• [Directions]: Nothing below is to be printed except the lines between the line holding "a null slot" and the line holding "pub fn null_chunk(&mut", inclusive, each exactly as it appears.

-------- The data --------

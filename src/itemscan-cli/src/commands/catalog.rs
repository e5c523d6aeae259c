//! `categories` command

use anyhow::Result;
use itemscan::ItemCatalog;

/// Handle `itemscan categories`
pub fn handle(catalog: &ItemCatalog, json: bool) -> Result<()> {
    if json {
        println!("{}", serde_json::to_string_pretty(catalog.entries())?);
        return Ok(());
    }

    println!("{:<14} {:<16} {:<14} Fallbacks", "Category", "Fragment", "Base Class");
    println!("{}", "-".repeat(60));
    for entry in catalog.entries() {
        println!(
            "{:<14} {:<16} {:<14} {}",
            entry.key,
            entry.fragment,
            entry.base.class_name(),
            entry.fallbacks.join(", ")
        );
    }
    println!();
    println!("{} categories", catalog.len());

    Ok(())
}
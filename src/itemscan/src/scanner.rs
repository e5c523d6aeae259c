//! GUObjectArray scanning
//!
//! Walks the chunked global object table and yields live objects whose
//! name contains a fragment. Results come back in scan order (chunk index
//! ascending, then slot index ascending); callers break ties by first match,
//! so every scan mode preserves that order.

use std::collections::HashSet;

use byteorder::{ByteOrder, LE};
use rayon::prelude::*;
use serde::Serialize;
use tracing::{debug, trace};

use crate::error::{ReadError, ScanError};
use crate::fname::NameResolver;
use crate::handle::RemoteHandle;
use crate::layout::{is_valid_pointer, EngineLayout};
use crate::source::MemorySource;

/// GUObjectArray descriptor, read once per scan
#[derive(Debug, Clone, PartialEq, Eq)]
pub struct ObjectArray {
    /// Address of the array header
    pub address: usize,
    /// Pointer to the chunk pointer table
    pub chunk_table: usize,
    pub num_chunks: usize,
}

impl ObjectArray {
    /// Read the descriptor at `layout.gobjects`
    ///
    /// A failure here fails the whole scan: there is nothing to iterate.
    pub fn read(source: &dyn MemorySource, layout: &EngineLayout) -> Result<Self, ScanError> {
        let address = layout.gobjects;
        let header = source
            .read_bytes(address, layout.header_size())
            .map_err(ScanError::Descriptor)?;

        let table_at = layout.chunk_table_offset;
        let chunks_at = layout.num_chunks_offset;
        let chunk_table = LE::read_u64(&header[table_at..table_at + 8]) as usize;
        let num_chunks = LE::read_i32(&header[chunks_at..chunks_at + 4]);

        if num_chunks < 0 || num_chunks as usize > layout.max_chunks {
            return Err(ScanError::InvalidDescriptor {
                address,
                reason: format!("NumChunks {} is unreasonable", num_chunks),
            });
        }

        if num_chunks > 0 && !is_valid_pointer(chunk_table) {
            return Err(ScanError::InvalidDescriptor {
                address,
                reason: format!("chunk table pointer {:#x} is invalid", chunk_table),
            });
        }

        Ok(ObjectArray {
            address,
            chunk_table,
            num_chunks: num_chunks as usize,
        })
    }
}

/// A live object seen during a scan
#[derive(Debug, Clone, PartialEq, Eq, Serialize)]
pub struct ObjectRecord {
    /// Global slot index (chunk * capacity + slot)
    pub index: usize,
    pub handle: RemoteHandle,
    pub name: String,
    pub class_handle: RemoteHandle,
    /// Display name of the immediate class, empty if it could not be resolved
    pub class_name: String,
}

#[derive(Debug, Clone, Copy, Default, PartialEq, Eq)]
pub struct ScanOptions {
    /// Scan chunks on the rayon pool
    pub parallel: bool,
}

/// Enumerates objects in GUObjectArray
pub struct ObjectScanner<'a> {
    source: &'a dyn MemorySource,
    names: &'a dyn NameResolver,
    layout: &'a EngineLayout,
    options: ScanOptions,
}

impl<'a> ObjectScanner<'a> {
    pub fn new(
        source: &'a dyn MemorySource,
        names: &'a dyn NameResolver,
        layout: &'a EngineLayout,
    ) -> Self {
        Self {
            source,
            names,
            layout,
            options: ScanOptions::default(),
        }
    }

    pub fn with_options(mut self, options: ScanOptions) -> Self {
        self.options = options;
        self
    }

    /// All live objects whose name contains `fragment` (case-sensitive)
    pub fn find_objects(&self, fragment: &str) -> Result<Vec<ObjectRecord>, ScanError> {
        if self.options.parallel {
            return self.find_objects_parallel(fragment);
        }

        let array = ObjectArray::read(self.source, self.layout)?;
        let per_chunk = (0..array.num_chunks)
            .map(|chunk| self.scan_chunk(&array, chunk, fragment))
            .collect();

        Ok(self.merge(per_chunk, fragment))
    }

    /// Same result as [`find_objects`](Self::find_objects), one rayon task per chunk
    pub fn find_objects_parallel(&self, fragment: &str) -> Result<Vec<ObjectRecord>, ScanError> {
        let array = ObjectArray::read(self.source, self.layout)?;
        let per_chunk: Vec<Vec<ObjectRecord>> = (0..array.num_chunks)
            .into_par_iter()
            .map(|chunk| self.scan_chunk(&array, chunk, fragment))
            .collect();

        Ok(self.merge(per_chunk, fragment))
    }

    /// Visit every live object in scan order, returning how many were visited
    ///
    /// Objects whose name cannot be resolved are still visited with an empty name.
    pub fn for_each_object<F>(&self, mut visit: F) -> Result<usize, ScanError>
    where
        F: FnMut(ObjectRecord),
    {
        let array = ObjectArray::read(self.source, self.layout)?;
        let mut visited = 0;

        for chunk in 0..array.num_chunks {
            for (index, handle) in self.chunk_slots(&array, chunk) {
                let Some((name_index, class_handle)) = self.read_header(handle) else {
                    continue;
                };
                let name = self
                    .names
                    .resolve_name(self.source, name_index)
                    .unwrap_or_default();
                visit(self.record(index, handle, name, class_handle));
                visited += 1;
            }
        }

        Ok(visited)
    }

    /// Flatten per-chunk results in chunk order, keeping the first record per handle
    fn merge(&self, per_chunk: Vec<Vec<ObjectRecord>>, fragment: &str) -> Vec<ObjectRecord> {
        let mut seen = HashSet::new();
        let results: Vec<ObjectRecord> = per_chunk
            .into_iter()
            .flatten()
            .filter(|record| seen.insert(record.handle))
            .collect();

        debug!(
            "GUObjectArray scan for '{}': {} match(es)",
            fragment,
            results.len()
        );
        results
    }

    fn scan_chunk(&self, array: &ObjectArray, chunk: usize, fragment: &str) -> Vec<ObjectRecord> {
        let mut matches = Vec::new();

        for (index, handle) in self.chunk_slots(array, chunk) {
            let Some((name_index, class_handle)) = self.read_header(handle) else {
                continue;
            };

            // An unresolvable name never matches
            let name = match self.names.resolve_name(self.source, name_index) {
                Ok(name) => name,
                Err(e) => {
                    trace!("object {} name {} unresolved: {}", handle, name_index, e);
                    continue;
                }
            };

            if name.contains(fragment) {
                matches.push(self.record(index, handle, name, class_handle));
            }
        }

        matches
    }

    /// Non-null slots of one chunk as (global index, handle)
    ///
    /// The chunk is fetched with a single bulk read; if that fails the slots
    /// are read one by one so an unreadable page only costs its own slots.
    fn chunk_slots(&self, array: &ObjectArray, chunk: usize) -> Vec<(usize, RemoteHandle)> {
        let layout = self.layout;
        let capacity = layout.chunk_capacity;

        let Some(pointer_at) = layout.chunk_pointer_address(array.chunk_table, chunk) else {
            return Vec::new();
        };
        let chunk_base = match self.source.read_ptr(pointer_at) {
            Ok(0) => return Vec::new(),
            Ok(ptr) if !is_valid_pointer(ptr) => {
                trace!("chunk {} pointer {:#x} is invalid", chunk, ptr);
                return Vec::new();
            }
            Ok(ptr) => ptr,
            Err(e) => {
                trace!("chunk {} pointer unreadable: {}", chunk, e);
                return Vec::new();
            }
        };

        let bulk = capacity
            .checked_mul(layout.item_size)
            .ok_or_else(|| ReadError::OutOfRange {
                address: chunk_base,
                size: usize::MAX,
            })
            .and_then(|size| self.source.read_bytes(chunk_base, size));

        let raw: Vec<usize> = match bulk {
            Ok(data) => (0..capacity)
                .map(|slot| {
                    layout
                        .slot_address(0, slot)
                        .and_then(|at| data.get(at..at.checked_add(8)?))
                        .map(|bytes| LE::read_u64(bytes) as usize)
                        .unwrap_or(0)
                })
                .collect(),
            Err(e) => {
                trace!("chunk {} bulk read failed ({}), reading per slot", chunk, e);
                (0..capacity)
                    .map(|slot| {
                        layout
                            .slot_address(chunk_base, slot)
                            .and_then(|address| self.source.read_ptr(address).ok())
                            .unwrap_or(0)
                    })
                    .collect()
            }
        };

        raw.into_iter()
            .enumerate()
            .filter(|&(_, ptr)| ptr != 0)
            .filter(|&(slot, ptr)| {
                let valid = is_valid_pointer(ptr);
                if !valid {
                    trace!("chunk {} slot {} holds stale pointer {:#x}", chunk, slot, ptr);
                }
                valid
            })
            .map(|(slot, ptr)| (chunk * capacity + slot, RemoteHandle(ptr)))
            .collect()
    }

    /// (name index, class handle) of a UObject
    fn read_header(&self, handle: RemoteHandle) -> Option<(u32, RemoteHandle)> {
        let layout = self.layout;
        let class_at = layout.object_class_offset;
        let name_at = layout.object_name_offset;
        let size = (class_at + 8).max(name_at + 4);

        let header = self.source.read_bytes(handle.address(), size).ok()?;
        let class_handle = RemoteHandle(LE::read_u64(&header[class_at..class_at + 8]) as usize);
        let name_index = LE::read_u32(&header[name_at..name_at + 4]);
        Some((name_index, class_handle))
    }

    fn record(
        &self,
        index: usize,
        handle: RemoteHandle,
        name: String,
        class_handle: RemoteHandle,
    ) -> ObjectRecord {
        let class_name = if class_handle.is_null() {
            String::new()
        } else {
            self.read_header(class_handle)
                .and_then(|(name_index, _)| {
                    self.names.resolve_name(self.source, name_index).ok()
                })
                .unwrap_or_default()
        };

        ObjectRecord {
            index,
            handle,
            name,
            class_handle,
            class_name,
        }
    }
}
//! Remote object handles

use std::fmt;

use serde::{Deserialize, Serialize};

/// Address of an object or class inside the observed process
///
/// Only meaningful as an argument to a [`MemorySource`](crate::MemorySource).
/// The remote process owns the object, so a handle may dangle at any time.
#[derive(Debug, Clone, Copy, PartialEq, Eq, PartialOrd, Ord, Hash, Default, Serialize, Deserialize)]
#[serde(transparent)]
pub struct RemoteHandle(pub usize);

impl RemoteHandle {
    pub const NULL: RemoteHandle = RemoteHandle(0);

    pub fn address(self) -> usize {
        self.0
    }

    pub fn is_null(self) -> bool {
        self.0 == 0
    }

    /// Address of a field `offset` bytes into the object
    ///
    /// `None` when the handle is garbage close enough to the top of the
    /// address space that the field address would overflow.
    pub fn field(self, offset: usize) -> Option<usize> {
        self.0.checked_add(offset)
    }
}

impl From<usize> for RemoteHandle {
    fn from(address: usize) -> Self {
        RemoteHandle(address)
    }
}

impl fmt::Display for RemoteHandle {
    fn fmt(&self, f: &mut fmt::Formatter<'_>) -> fmt::Result {
        write!(f, "{:#x}", self.0)
    }
}

#[cfg(test)]
mod tests {
    use super::*;

    #[test]
    fn test_null_handle() {
        assert!(RemoteHandle::NULL.is_null());
        assert!(RemoteHandle::default().is_null());
        assert!(!RemoteHandle(0x1000).is_null());
    }

    #[test]
    fn test_handle_display_and_field() {
        let h = RemoteHandle::from(0x2a0001000usize);
        assert_eq!(h.to_string(), "0x2a0001000");
        assert_eq!(h.field(0x18), Some(0x2a0001018));
    }

    #[test]
    fn test_field_of_garbage_handle_overflows_to_none() {
        assert_eq!(RemoteHandle(usize::MAX - 0x8).field(0x10), None);
        assert_eq!(RemoteHandle(usize::MAX).field(0), Some(usize::MAX));
    }
}
//! Synthetic UE5 object graphs for unit tests
//!
//! `WorldBuilder` lays out a GUObjectArray header, its chunk table, the
//! chunks, UObject/UClass headers and a single FName block inside a
//! `MockMemorySource`.

use crate::fname::{FNamePool, FNameReader};
use crate::handle::RemoteHandle;
use crate::layout::EngineLayout;
use crate::source::tests::MockMemorySource;

pub const GOBJECTS: usize = 0x140000000;
pub const CHUNK_TABLE: usize = 0x150000000;
pub const CHUNK_BASE: usize = 0x160000000;
pub const OBJECT_BASE: usize = 0x200000000;
pub const NAME_BLOCK: usize = 0x300000000;

const CHUNK_STRIDE: usize = 0x10000;
const OBJECT_SIZE: usize = 0x100;
const NAME_BLOCK_SIZE: usize = 0x10000;
const MAX_TEST_CHUNKS: usize = 64;

pub struct World {
    pub source: MockMemorySource,
    pub names: FNameReader,
    pub layout: EngineLayout,
}

pub struct WorldBuilder {
    source: MockMemorySource,
    layout: EngineLayout,
    name_cursor: usize,
    next_object: usize,
    /// Slot contents per chunk; `None` marks a null chunk pointer
    chunks: Vec<Option<Vec<usize>>>,
}

impl WorldBuilder {
    /// A world whose chunks hold `capacity` slots each
    pub fn new(capacity: usize) -> Self {
        let layout = EngineLayout {
            chunk_capacity: capacity,
            ..EngineLayout::default()
        }
        .with_gobjects(GOBJECTS);

        let mut source = MockMemorySource::empty();
        source
            .add_segment(GOBJECTS, 0x40)
            .add_segment(CHUNK_TABLE, MAX_TEST_CHUNKS * 8)
            .add_segment(NAME_BLOCK, NAME_BLOCK_SIZE);

        let mut builder = Self {
            source,
            layout,
            name_cursor: 0,
            next_object: OBJECT_BASE,
            chunks: Vec::new(),
        };
        builder.name("None");
        builder
    }

    /// Append an ANSI entry to the name block and return its FName index
    pub fn name(&mut self, name: &str) -> u32 {
        let offset = self.name_cursor;
        let header = ((name.len() as u16) << 6).to_le_bytes();
        self.source
            .put_bytes(NAME_BLOCK + offset, &header)
            .put_bytes(NAME_BLOCK + offset + 2, name.as_bytes());
        self.name_cursor += (2 + name.len() + 1) & !1;
        (offset / 2) as u32
    }

    /// Allocate a UObject header with the given name and class
    pub fn object(&mut self, name: &str, class: RemoteHandle) -> RemoteHandle {
        let index = self.name(name);
        let addr = self.next_object;
        self.next_object += OBJECT_SIZE;

        self.source
            .add_segment(addr, OBJECT_SIZE)
            .put_u64(addr + self.layout.object_class_offset, class.address() as u64)
            .put_u32(addr + self.layout.object_name_offset, index);
        RemoteHandle(addr)
    }

    /// Allocate a UClass whose SuperStruct is `parent`
    pub fn class(&mut self, name: &str, parent: Option<RemoteHandle>) -> RemoteHandle {
        let handle = self.object(name, RemoteHandle::NULL);
        let super_ptr = parent.unwrap_or(RemoteHandle::NULL).address() as u64;
        self.source
            .put_u64(handle.address() + self.layout.struct_super_offset, super_ptr);
        handle
    }

    /// Allocate a chain of classes, root first, returning the most derived
    pub fn class_chain(&mut self, names: &[&str]) -> RemoteHandle {
        let mut parent = None;
        for name in names {
            parent = Some(self.class(name, parent));
        }
        parent.unwrap_or(RemoteHandle::NULL)
    }

    /// Store `handle` in the next free slot of the last chunk, opening a new
    /// chunk when it is full
    pub fn push(&mut self, handle: RemoteHandle) -> &mut Self {
        let capacity = self.layout.chunk_capacity;
        let needs_chunk = match self.chunks.last() {
            Some(Some(slots)) => slots.len() >= capacity,
            _ => true,
        };
        if needs_chunk {
            self.chunks.push(Some(Vec::new()));
        }
        if let Some(Some(slots)) = self.chunks.last_mut() {
            slots.push(handle.address());
        }
        self
    }

    /// Store a null slot
    pub fn push_empty(&mut self) -> &mut Self {
        self.push(RemoteHandle::NULL)
    }

    /// Append a chunk whose pointer in the chunk table is null
    pub fn null_chunk(&mut self) -> &mut Self {
        self.chunks.push(None);
        self
    }

    /// Mutable access to the underlying memory (for poisoning ranges)
    pub fn source_mut(&mut self) -> &mut MockMemorySource {
        &mut self.source
    }

    pub fn layout(&self) -> &EngineLayout {
        &self.layout
    }

    pub fn build(mut self) -> World {
        let layout = self.layout.clone();
        let chunk_bytes = layout.chunk_capacity * layout.item_size;

        self.source
            .put_u64(GOBJECTS + layout.chunk_table_offset, CHUNK_TABLE as u64)
            .put_i32(
                GOBJECTS + layout.num_chunks_offset,
                self.chunks.len() as i32,
            );

        for (i, chunk) in self.chunks.iter().enumerate() {
            let Some(slots) = chunk else {
                continue;
            };
            let base = chunk_address(i);
            self.source.add_segment(base, chunk_bytes.max(8));
            self.source
                .put_u64(CHUNK_TABLE + i * layout.chunk_pointer_size, base as u64);
            for (slot, &handle) in slots.iter().enumerate() {
                let at = base + slot * layout.item_size + layout.item_object_offset;
                self.source.put_u64(at, handle as u64);
            }
        }

        let names = FNameReader::new(FNamePool {
            header_addr: 0,
            current_block: 0,
            current_cursor: self.name_cursor as u32,
            blocks: vec![NAME_BLOCK],
        });

        World {
            source: self.source,
            names,
            layout,
        }
    }
}

/// Base address of test chunk `index`
pub fn chunk_address(index: usize) -> usize {
    CHUNK_BASE + index * CHUNK_STRIDE
}
//! Configuration command handlers
//!
//! Handles the `configure` subcommand for setting up itemscan defaults.

use crate::config::Config;
use anyhow::Result;
use std::path::Path;

/// Settings passed to `configure`
#[derive(Debug, Default)]
pub struct ConfigureArgs {
    pub process: Option<String>,
    pub gobjects: Option<usize>,
    pub gnames: Option<usize>,
    pub show: bool,
}

/// Handle the configure command
pub fn handle(path: Option<&Path>, args: ConfigureArgs) -> Result<()> {
    let mut config = Config::load(path)?;

    if args.show {
        show_config(&config, path);
        return Ok(());
    }

    if !apply(&mut config, &args) {
        show_usage();
        return Ok(());
    }

    let saved_to = config.save(path)?;
    show_config(&config, None);
    println!("Config saved to: {}", saved_to.display());

    Ok(())
}

/// Copy the given settings into `config`, returning whether anything changed
fn apply(config: &mut Config, args: &ConfigureArgs) -> bool {
    let mut changed = false;

    if let Some(name) = &args.process {
        config.process_name = Some(name.clone());
        changed = true;
    }
    if let Some(offset) = args.gobjects {
        config.gobjects_offset = Some(offset);
        changed = true;
    }
    if let Some(offset) = args.gnames {
        config.gnames_offset = Some(offset);
        changed = true;
    }

    changed
}

/// Display current configuration
fn show_config(config: &Config, path: Option<&Path>) {
    match &config.process_name {
        Some(name) => println!("Process:     {}", name),
        None => println!("Process:     (not set)"),
    }
    match config.gobjects_offset {
        Some(offset) => println!("GUObjectArray offset: {:#x}", offset),
        None => println!("GUObjectArray offset: (not set)"),
    }
    match config.gnames_offset {
        Some(offset) => println!("FNamePool offset:     {:#x}", offset),
        None => println!("FNamePool offset:     (discover)"),
    }
    if let Some(secs) = config.timeout_secs {
        println!("Timeout:     {}s", secs);
    }
    if config.layout.is_some() {
        println!("Layout:      custom");
    }
    if let Some(entries) = &config.catalog {
        println!("Catalog:     {} custom categories", entries.len());
    }

    let file = match path {
        Some(path) => Some(path.to_path_buf()),
        None => Config::config_path().ok(),
    };
    if let Some(file) = file {
        println!("Config file: {}", file.display());
    }
}

/// Show usage help for the configure command
fn show_usage() {
    println!("Usage: itemscan configure --process NAME --gobjects HEX [--gnames HEX]");
    println!("   or: itemscan configure --show");
    println!();
    println!("Offsets are relative to the main module base address.");
}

--------

• [Response area]:
    /// Store a null slot
    pub fn push_empty(&mut self) -> &mut Self {
        self.push(RemoteHandle::NULL)
    }

    /// Append a chunk whose pointer in the chunk table is null
    pub fn null_chunk(&mut self) -> &mut Self {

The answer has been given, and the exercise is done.